Draisaitl and McDavid combined for seven points in Game 4 and finished the postseason with 32 and 33, respectively. Despite their efforts, Edmonton still fell short of its ultimate goal.
"It feels like it's steps," McDavid said. "Every team goes through it. They become a playoff team. They get there most years and go on a little bit of a run, and they learn that lesson, and then it becomes their time to win."
In other Oilers' injury news, defenseman Darnell Nurse revealed he played the entire postseason with a torn hip flexor.
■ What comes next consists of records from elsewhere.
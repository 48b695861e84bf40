//! Dodge & shoot: a single-screen arcade shooter.
//!
//! The simulation (`compute`, `collision`, `spawn`, `registry`, `input`,
//! `schedule`) is engine-free and deterministic given an RNG.  Everything it
//! tells the outside world goes through `events`; `effects`, `audio`,
//! `sprites`, `starfield`, `viewport` and `terminal_input` are the pieces the
//! terminal host wires around it.

pub mod audio;
pub mod collision;
pub mod compute;
pub mod config;
pub mod effects;
pub mod entities;
pub mod error;
pub mod events;
pub mod input;
pub mod registry;
pub mod schedule;
pub mod spawn;
pub mod sprites;
pub mod starfield;
pub mod terminal_input;
pub mod viewport;
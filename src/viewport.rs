//! Projection between the logical field and the terminal grid.
//!
//! Layout, top to bottom: HUD on row 0, top border on row 1, the play area,
//! bottom border on row `rows - 2`, controls hint on the last row.  The play
//! area sits inside the side borders.

use crate::entities::Vec2;

#[derive(Clone, Copy, Debug, PartialEq)]
pub struct Viewport {
    pub field_width: f32,
    pub field_height: f32,
    pub cols: u16,
    pub rows: u16,
}

impl Viewport {
    pub fn new(field_width: f32, field_height: f32, cols: u16, rows: u16) -> Self {
        Self {
            field_width,
            field_height,
            cols,
            rows,
        }
    }

    /// First and one-past-last play-area column.
    pub fn play_cols(&self) -> (u16, u16) {
        (1, self.cols.saturating_sub(1).max(2))
    }

    /// First and one-past-last play-area row.
    pub fn play_rows(&self) -> (u16, u16) {
        (2, self.rows.saturating_sub(2).max(3))
    }

    fn play_size(&self) -> (f32, f32) {
        let (c0, c1) = self.play_cols();
        let (r0, r1) = self.play_rows();
        ((c1 - c0) as f32, (r1 - r0) as f32)
    }

    /// Cell containing `pos`, or `None` if it lies outside the field.
    pub fn to_cell(&self, pos: Vec2) -> Option<(u16, u16)> {
        if pos.x < 0.0 || pos.y < 0.0 || pos.x >= self.field_width || pos.y >= self.field_height {
            return None;
        }
        let (w, h) = self.play_size();
        let col = (pos.x * w / self.field_width).floor() as u16 + self.play_cols().0;
        let row = (pos.y * h / self.field_height).floor() as u16 + self.play_rows().0;
        Some((col, row))
    }

    /// Centre of a cell in logical coordinates, clamped into the field.
    pub fn to_logical(&self, col: u16, row: u16) -> Vec2 {
        let (w, h) = self.play_size();
        let (c0, c1) = self.play_cols();
        let (r0, r1) = self.play_rows();
        let col = col.clamp(c0, c1 - 1) - c0;
        let row = row.clamp(r0, r1 - 1) - r0;
        Vec2::new(
            (col as f32 + 0.5) * self.field_width / w,
            (row as f32 + 0.5) * self.field_height / h,
        )
    }

    /// Logical pixels per terminal row.
    pub fn px_per_row(&self) -> f32 {
        self.field_height / self.play_size().1
    }
}
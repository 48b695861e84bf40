/// Rendering layer — all terminal output lives here.
///
/// Each function receives a mutable writer and an immutable view of the
/// game state.  No game logic is performed; this module only translates
/// state into terminal commands.
use std::io::Write;

use crossterm::{
    cursor,
    style::{self, Color, Print},
    terminal, QueueableCommand,
};
use dodge_shooter::compute::GameState;
use dodge_shooter::effects::{Effects, Stage};
use dodge_shooter::entities::{GameStatus, Vec2};
use dodge_shooter::sprites::{Sprite, SpriteSet};
use dodge_shooter::starfield::Starfield;
use dodge_shooter::viewport::Viewport;

// ── Colour palette ────────────────────────────────────────────────────────────

const C_BORDER: Color = Color::DarkBlue;
const C_HUD_SCORE: Color = Color::Yellow;
const C_HUD_HEALTH: Color = Color::Red;
const C_PLAYER: Color = Color::White;
const C_PLAYER_HIT: Color = Color::Red;
const C_ENEMY: Color = Color::Green;
const C_BULLET: Color = Color::Green;
const C_STAR_LAYERS: [Color; 3] = [Color::DarkGrey, Color::Grey, Color::White];
const C_HINT: Color = Color::DarkGrey;

/// Everything a frame needs besides the simulation itself.
pub struct Scene<'a> {
    pub viewport: &'a Viewport,
    pub sprites: &'a SpriteSet,
    pub stars: &'a Starfield,
    pub effects: &'a Effects,
}

// ── Public entry point ────────────────────────────────────────────────────────

/// Render one complete frame.
pub fn render<W: Write>(out: &mut W, state: &GameState, scene: &Scene) -> std::io::Result<()> {
    let vp = scene.viewport;
    out.queue(terminal::Clear(terminal::ClearType::All))?;

    draw_stars(out, vp, &scene.sprites.stars, scene.stars)?;
    draw_border(out, vp)?;
    draw_hud(out, vp, state)?;

    for enemy in state.registry.enemies() {
        draw_sprite(out, vp, &scene.sprites.enemy, enemy.pos, C_ENEMY)?;
    }
    for bullet in state.registry.bullets() {
        if let Some((col, row)) = vp.to_cell(bullet.pos) {
            out.queue(cursor::MoveTo(col, row))?;
            out.queue(style::SetForegroundColor(C_BULLET))?;
            out.queue(Print("║"))?;
        }
    }
    draw_explosions(out, vp, scene.effects)?;

    let ship_color = if state.player.flashing {
        C_PLAYER_HIT
    } else {
        C_PLAYER
    };
    draw_sprite(out, vp, &scene.sprites.player, state.player.pos, ship_color)?;
    draw_controls_hint(out, vp)?;

    if state.status == GameStatus::GameOver {
        draw_game_over(out, vp, state)?;
    }

    // Park cursor in a harmless spot and flush
    out.queue(style::ResetColor)?;
    out.queue(cursor::MoveTo(0, vp.rows.saturating_sub(1)))?;
    out.flush()?;
    Ok(())
}

// ── Border ────────────────────────────────────────────────────────────────────

fn draw_border<W: Write>(out: &mut W, vp: &Viewport) -> std::io::Result<()> {
    let w = vp.cols as usize;
    let h = vp.rows;

    out.queue(style::SetForegroundColor(C_BORDER))?;

    // Row 1 — top bar
    out.queue(cursor::MoveTo(0, 1))?;
    out.queue(Print(format!("┌{}┐", "─".repeat(w.saturating_sub(2)))))?;

    // Row h-2 — bottom bar
    out.queue(cursor::MoveTo(0, h.saturating_sub(2)))?;
    out.queue(Print(format!("└{}┘", "─".repeat(w.saturating_sub(2)))))?;

    // Side walls
    for row in 2..h.saturating_sub(2) {
        out.queue(cursor::MoveTo(0, row))?;
        out.queue(Print("│"))?;
        out.queue(cursor::MoveTo(vp.cols.saturating_sub(1), row))?;
        out.queue(Print("│"))?;
    }

    Ok(())
}

// ── HUD (row 0) ───────────────────────────────────────────────────────────────

fn draw_hud<W: Write>(out: &mut W, vp: &Viewport, state: &GameState) -> std::io::Result<()> {
    // Score — left
    out.queue(cursor::MoveTo(1, 0))?;
    out.queue(style::SetForegroundColor(C_HUD_SCORE))?;
    out.queue(Print(format!("Score: {:>6}", state.score)))?;

    // Health — right
    let hearts: String = "♥".repeat(state.player.health as usize);
    let health_text = format!("Health: {} {}", state.player.health, hearts);
    let rx = vp
        .cols
        .saturating_sub(health_text.chars().count() as u16 + 1);
    out.queue(cursor::MoveTo(rx, 0))?;
    out.queue(style::SetForegroundColor(C_HUD_HEALTH))?;
    out.queue(Print(&health_text))?;

    Ok(())
}

// ── Backdrop ──────────────────────────────────────────────────────────────────

/// Tile the star art over the play area once per layer.  Each star belongs
/// to exactly one layer, so the layers never double up.
fn draw_stars<W: Write>(
    out: &mut W,
    vp: &Viewport,
    tile: &Sprite,
    field: &Starfield,
) -> std::io::Result<()> {
    let (tw, th) = (tile.width(), tile.height());
    if tw == 0 || th == 0 {
        return Ok(());
    }
    let grid: Vec<Vec<char>> = tile.rows.iter().map(|r| r.chars().collect()).collect();
    let (c0, c1) = vp.play_cols();
    let (r0, r1) = vp.play_rows();

    for (layer, offset) in field.offsets().iter().enumerate() {
        let shift = (offset / vp.px_per_row()) as usize % th;
        out.queue(style::SetForegroundColor(C_STAR_LAYERS[layer]))?;
        for row in r0..r1 {
            // Stars drift down the screen as the offset grows.
            let tr = ((row - r0) as usize + th - shift) % th;
            for col in c0..c1 {
                let tc = (col - c0) as usize % tw;
                let Some(&ch) = grid[tr].get(tc) else {
                    continue;
                };
                if ch == ' ' || (tr * 7 + tc) % 3 != layer {
                    continue;
                }
                out.queue(cursor::MoveTo(col, row))?;
                out.queue(Print(ch))?;
            }
        }
    }
    Ok(())
}

// ── Entities ──────────────────────────────────────────────────────────────────

/// Draw `sprite` centred on `pos`, clipped to the play area.  Spaces are
/// transparent.
fn draw_sprite<W: Write>(
    out: &mut W,
    vp: &Viewport,
    sprite: &Sprite,
    pos: Vec2,
    color: Color,
) -> std::io::Result<()> {
    let Some((col, row)) = vp.to_cell(pos) else {
        return Ok(());
    };
    let (c0, c1) = vp.play_cols();
    let (r0, r1) = vp.play_rows();
    let left = col as i32 - sprite.width() as i32 / 2;
    let top = row as i32 - sprite.height() as i32 / 2;

    out.queue(style::SetForegroundColor(color))?;
    for (dy, line) in sprite.rows.iter().enumerate() {
        let y = top + dy as i32;
        if y < r0 as i32 || y >= r1 as i32 {
            continue;
        }
        for (dx, ch) in line.chars().enumerate() {
            let x = left + dx as i32;
            if ch == ' ' || x < c0 as i32 || x >= c1 as i32 {
                continue;
            }
            out.queue(cursor::MoveTo(x as u16, y as u16))?;
            out.queue(Print(ch))?;
        }
    }
    Ok(())
}

fn draw_explosions<W: Write>(out: &mut W, vp: &Viewport, effects: &Effects) -> std::io::Result<()> {
    let now = effects.now();
    for explosion in effects.explosions() {
        for (stage, pos, life_left) in explosion.visible(now) {
            let Some((col, row)) = vp.to_cell(pos) else {
                continue;
            };
            let (glyph, color) = match stage {
                Stage::Flash => ("✦", Color::White),
                Stage::Fire if life_left > 0.5 => ("*", Color::Red),
                Stage::Fire => ("*", Color::DarkYellow),
                Stage::Sparks => ("·", Color::Yellow),
                Stage::Debris => (".", Color::DarkGrey),
            };
            out.queue(cursor::MoveTo(col, row))?;
            out.queue(style::SetForegroundColor(color))?;
            out.queue(Print(glyph))?;
        }
    }
    Ok(())
}

// ── Controls hint (last row) ──────────────────────────────────────────────────

fn draw_controls_hint<W: Write>(out: &mut W, vp: &Viewport) -> std::io::Result<()> {
    out.queue(cursor::MoveTo(1, vp.rows.saturating_sub(1)))?;
    out.queue(style::SetForegroundColor(C_HINT))?;
    out.queue(Print(
        "←↑↓→ / WASD : Move   SPACE / tap : Shoot   drag : Steer   Q : Quit",
    ))?;
    Ok(())
}

// ── Game-over overlay ─────────────────────────────────────────────────────────

fn draw_game_over<W: Write>(out: &mut W, vp: &Viewport, state: &GameState) -> std::io::Result<()> {
    let final_score = state.summary.map_or(state.score, |s| s.final_score);
    let score_line = format!("Final Score: {}", final_score);
    let lines: &[(&str, Color)] = &[
        ("╔══════════════════╗", Color::Red),
        ("║    GAME  OVER    ║", Color::Red),
        ("╚══════════════════╝", Color::Red),
        (&score_line, Color::White),
        ("Tap, Click or SPACE to Restart", Color::Yellow),
    ];

    let cx = vp.cols / 2;
    let start_row = (vp.rows / 2).saturating_sub(lines.len() as u16 / 2);

    for (i, (msg, color)) in lines.iter().enumerate() {
        let row = start_row + i as u16;
        let col = cx.saturating_sub(msg.chars().count() as u16 / 2);
        out.queue(cursor::MoveTo(col, row))?;
        out.queue(style::SetForegroundColor(*color))?;
        out.queue(Print(*msg))?;
    }

    Ok(())
}
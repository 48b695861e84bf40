//! Deferred one-shot actions.
//!
//! A min-heap keyed by due time; each entry gets a handle that can cancel it
//! before it fires.  The scheduler never runs anything itself: callers pull
//! due actions with [`Scheduler::pop_due`] and decide, by checking whatever
//! the action refers to, whether it still applies.

use std::cmp::Reverse;
use std::collections::{BinaryHeap, HashMap};
use std::time::Duration;

#[derive(Clone, Copy, Debug, PartialEq, Eq, Hash)]
pub struct TaskHandle(u64);

#[derive(Debug)]
pub struct Scheduler<A> {
    /// (due, seq) — seq keeps same-time actions in insertion order.
    queue: BinaryHeap<Reverse<(Duration, u64)>>,
    pending: HashMap<u64, A>,
    next_seq: u64,
}

impl<A> Scheduler<A> {
    pub fn new() -> Self {
        Self {
            queue: BinaryHeap::new(),
            pending: HashMap::new(),
            next_seq: 0,
        }
    }

    pub fn schedule(&mut self, due: Duration, action: A) -> TaskHandle {
        let seq = self.next_seq;
        self.next_seq += 1;
        self.queue.push(Reverse((due, seq)));
        self.pending.insert(seq, action);
        TaskHandle(seq)
    }

    /// Returns the action if it had not fired or been cancelled yet.
    pub fn cancel(&mut self, handle: TaskHandle) -> Option<A> {
        self.pending.remove(&handle.0)
    }

    /// Pop the earliest action whose due time is `<= now`.
    pub fn pop_due(&mut self, now: Duration) -> Option<A> {
        while let Some(Reverse((due, seq))) = self.queue.peek().copied() {
            if due > now {
                return None;
            }
            self.queue.pop();
            // Cancelled entries leave a tombstone in the heap; skip it.
            if let Some(action) = self.pending.remove(&seq) {
                return Some(action);
            }
        }
        None
    }

    /// Drain everything due at `now`, earliest first.
    pub fn drain_due(&mut self, now: Duration) -> Vec<A> {
        let mut due = Vec::new();
        while let Some(action) = self.pop_due(now) {
            due.push(action);
        }
        due
    }

    pub fn len(&self) -> usize {
        self.pending.len()
    }

    pub fn is_empty(&self) -> bool {
        self.pending.is_empty()
    }
}

impl<A> Default for Scheduler<A> {
    fn default() -> Self {
        Self::new()
    }
}
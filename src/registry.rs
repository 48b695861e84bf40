//! Entity registry — owns every enemy and bullet record for the session.
//!
//! Records live in plain vectors; ids are handed out from a single counter so
//! a stale id never aliases a newer entity.  Removal is by id and silently
//! ignores ids that are already gone.

use crate::entities::{Bullet, Enemy, EntityId, Vec2, BULLET_SPEED};

#[derive(Clone, Debug, Default)]
pub struct Registry {
    enemies: Vec<Enemy>,
    bullets: Vec<Bullet>,
    next_id: u64,
}

impl Registry {
    pub fn new() -> Self {
        Self::default()
    }

    fn alloc_id(&mut self) -> EntityId {
        self.next_id += 1;
        EntityId(self.next_id)
    }

    // ── Creation ─────────────────────────────────────────────────────────────

    pub fn spawn_enemy(&mut self, pos: Vec2, speed: f32) -> EntityId {
        let id = self.alloc_id();
        self.enemies.push(Enemy { id, pos, speed });
        id
    }

    /// Fire a bullet upward from `pos`.
    pub fn spawn_bullet(&mut self, pos: Vec2) -> EntityId {
        let id = self.alloc_id();
        self.bullets.push(Bullet {
            id,
            pos,
            vel_y: -BULLET_SPEED,
        });
        id
    }

    // ── Destruction ──────────────────────────────────────────────────────────

    pub fn despawn_enemy(&mut self, id: EntityId) -> Option<Enemy> {
        let idx = self.enemies.iter().position(|e| e.id == id)?;
        Some(self.enemies.swap_remove(idx))
    }

    pub fn despawn_bullet(&mut self, id: EntityId) -> Option<Bullet> {
        let idx = self.bullets.iter().position(|b| b.id == id)?;
        Some(self.bullets.swap_remove(idx))
    }

    /// Drop every enemy and bullet.  Ids keep counting up.
    pub fn clear(&mut self) {
        self.enemies.clear();
        self.bullets.clear();
    }

    // ── Queries ──────────────────────────────────────────────────────────────

    pub fn enemies(&self) -> &[Enemy] {
        &self.enemies
    }

    pub fn bullets(&self) -> &[Bullet] {
        &self.bullets
    }

    pub fn enemy(&self, id: EntityId) -> Option<&Enemy> {
        self.enemies.iter().find(|e| e.id == id)
    }

    pub fn contains_enemy(&self, id: EntityId) -> bool {
        self.enemy(id).is_some()
    }

    pub fn is_empty(&self) -> bool {
        self.enemies.is_empty() && self.bullets.is_empty()
    }

    // ── Motion ───────────────────────────────────────────────────────────────

    /// Advance every enemy and bullet by `dt` seconds.
    pub fn integrate(&mut self, dt: f32) {
        for e in &mut self.enemies {
            e.pos.y += e.speed * dt;
        }
        for b in &mut self.bullets {
            b.pos.y += b.vel_y * dt;
        }
    }

    /// Zero every velocity; positions stay where they are.
    pub fn freeze(&mut self) {
        for e in &mut self.enemies {
            e.speed = 0.0;
        }
        for b in &mut self.bullets {
            b.vel_y = 0.0;
        }
    }

    pub fn is_frozen(&self) -> bool {
        self.enemies.iter().all(|e| e.speed == 0.0) && self.bullets.iter().all(|b| b.vel_y == 0.0)
    }
}

#[cfg(test)]
mod tests {
    use super::*;

    #[test]
    fn ids_are_unique_across_kinds() {
        let mut reg = Registry::new();
        let a = reg.spawn_enemy(Vec2::new(10.0, 0.0), 100.0);
        let b = reg.spawn_bullet(Vec2::new(10.0, 0.0));
        let c = reg.spawn_enemy(Vec2::new(20.0, 0.0), 100.0);
        assert_ne!(a, b);
        assert_ne!(b, c);
        assert_ne!(a, c);
    }

    #[test]
    fn despawn_twice_is_a_no_op() {
        let mut reg = Registry::new();
        let id = reg.spawn_enemy(Vec2::new(10.0, 0.0), 100.0);
        assert!(reg.despawn_enemy(id).is_some());
        assert!(reg.despawn_enemy(id).is_none());
        assert!(reg.enemies().is_empty());
    }

    #[test]
    fn ids_do_not_restart_after_clear() {
        let mut reg = Registry::new();
        let before = reg.spawn_bullet(Vec2::ZERO);
        reg.clear();
        let after = reg.spawn_bullet(Vec2::ZERO);
        assert!(after > before);
        assert_eq!(reg.bullets().len(), 1);
    }

    #[test]
    fn integrate_moves_enemies_down_and_bullets_up() {
        let mut reg = Registry::new();
        reg.spawn_enemy(Vec2::new(100.0, 0.0), 120.0);
        reg.spawn_bullet(Vec2::new(100.0, 300.0));
        reg.integrate(0.5);
        assert_eq!(reg.enemies()[0].pos.y, 60.0);
        assert_eq!(reg.bullets()[0].pos.y, 0.0);
    }

    #[test]
    fn freeze_stops_motion() {
        let mut reg = Registry::new();
        reg.spawn_enemy(Vec2::new(100.0, 10.0), 120.0);
        reg.spawn_bullet(Vec2::new(100.0, 300.0));
        reg.freeze();
        assert!(reg.is_frozen());
        reg.integrate(1.0);
        assert_eq!(reg.enemies()[0].pos.y, 10.0);
        assert_eq!(reg.bullets()[0].pos.y, 300.0);
    }
}
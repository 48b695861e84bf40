//! Text-art sprites, loaded once before the loop starts.
//!
//! Each role reads `<sprite_dir>/<role>.txt`.  A missing, unreadable or blank
//! file falls back to a placeholder of the same role; the fallback is logged
//! and otherwise invisible to the player.

use std::fs;
use std::path::Path;

use rand::Rng;

use crate::error::{GameError, Result};

#[derive(Clone, Debug, PartialEq, Eq)]
pub struct Sprite {
    pub rows: Vec<String>,
}

impl Sprite {
    pub fn from_text(text: &str) -> Option<Self> {
        let rows: Vec<String> = text
            .lines()
            .map(|l| l.trim_end().to_string())
            .skip_while(|l| l.is_empty())
            .collect();
        let last = rows.iter().rposition(|l| !l.is_empty())?;
        Some(Self {
            rows: rows[..=last].to_vec(),
        })
    }

    pub fn width(&self) -> usize {
        self.rows.iter().map(|r| r.chars().count()).max().unwrap_or(0)
    }

    pub fn height(&self) -> usize {
        self.rows.len()
    }
}

#[derive(Clone, Copy, Debug, PartialEq, Eq)]
pub enum SpriteRole {
    Player,
    Enemy,
    Stars,
}

impl SpriteRole {
    pub fn file_name(self) -> &'static str {
        match self {
            SpriteRole::Player => "player.txt",
            SpriteRole::Enemy => "enemy.txt",
            SpriteRole::Stars => "stars.txt",
        }
    }
}

// ── Placeholders ──────────────────────────────────────────────────────────────

pub fn placeholder_player() -> Sprite {
    // Sprite (2 rows, 3 cols):
    //   ▲       ← tip
    //  /|\      ← wings + fuselage
    Sprite {
        rows: vec![" ▲ ".to_string(), "/|\\".to_string()],
    }
}

pub fn placeholder_enemy() -> Sprite {
    Sprite {
        rows: vec!["<▼>".to_string(), "[_]".to_string()],
    }
}

/// A random dot field, `width` × `height` characters, roughly 4% lit.
pub fn placeholder_stars(rng: &mut impl Rng, width: usize, height: usize) -> Sprite {
    let rows = (0..height)
        .map(|_| {
            (0..width)
                .map(|_| match rng.gen_range(0..100) {
                    0..=2 => '.',
                    3 => '*',
                    _ => ' ',
                })
                .collect::<String>()
        })
        .collect();
    Sprite { rows }
}

// ── Loading ───────────────────────────────────────────────────────────────────

pub fn load_sprite(dir: &Path, role: SpriteRole) -> Result<Sprite> {
    let path = dir.join(role.file_name());
    let text = fs::read_to_string(&path).map_err(|e| GameError::SpriteUnavailable {
        name: path.display().to_string(),
        reason: e.to_string(),
    })?;
    Sprite::from_text(&text).ok_or_else(|| GameError::SpriteUnavailable {
        name: path.display().to_string(),
        reason: "file is blank".into(),
    })
}

#[derive(Clone, Debug)]
pub struct SpriteSet {
    pub player: Sprite,
    pub enemy: Sprite,
    pub stars: Sprite,
}

impl SpriteSet {
    pub fn placeholders(rng: &mut impl Rng) -> Self {
        Self {
            player: placeholder_player(),
            enemy: placeholder_enemy(),
            stars: placeholder_stars(rng, 64, 32),
        }
    }

    /// Load every role from `dir`, substituting placeholders where needed.
    pub fn load(dir: Option<&Path>, rng: &mut impl Rng) -> Self {
        let mut set = Self::placeholders(rng);
        let Some(dir) = dir else {
            log::info!("no sprite directory configured, using placeholder art");
            return set;
        };
        for role in [SpriteRole::Player, SpriteRole::Enemy, SpriteRole::Stars] {
            match load_sprite(dir, role) {
                Ok(sprite) => {
                    log::info!(
                        "loaded {} ({}x{})",
                        role.file_name(),
                        sprite.width(),
                        sprite.height()
                    );
                    match role {
                        SpriteRole::Player => set.player = sprite,
                        SpriteRole::Enemy => set.enemy = sprite,
                        SpriteRole::Stars => set.stars = sprite,
                    }
                }
                Err(e) => log::warn!("{}; using placeholder", e),
            }
        }
        set
    }
}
Colorado has dealt with injuries, as well, including to Nazem Kadri. He broke his thumb in a boarding incident with Evander Kane in Game 3 and subsequently had surgery in Denver. It's unclear whether Kadri will be able to return in the Cup Final, but at least the Avs have time now for the various bumps and bruises throughout their lineup to heal.
Because what's coming next will be the Avalanche's biggest challenge of all. And it'll be worth the wait, even if it takes a week or more for the Eastern Conference finals -- in which the New York Rangers lead the Tampa Bay Lightning 2-1 -- to wrap.
"It's important to try and get some rest and try to get some guys back healthy," Colorado coach Jared Bednar said. "Obviously, it's hard to get here. Our guys should be really happy and enjoy it for a couple days. Everyone's happy and it's good, but that's not why we started the season. It wasn't our approach to it at the start, and it's certainly real difficult to get here; but our guys are already kind of focused, and we'll be itching to go at some point soon here in a couple days."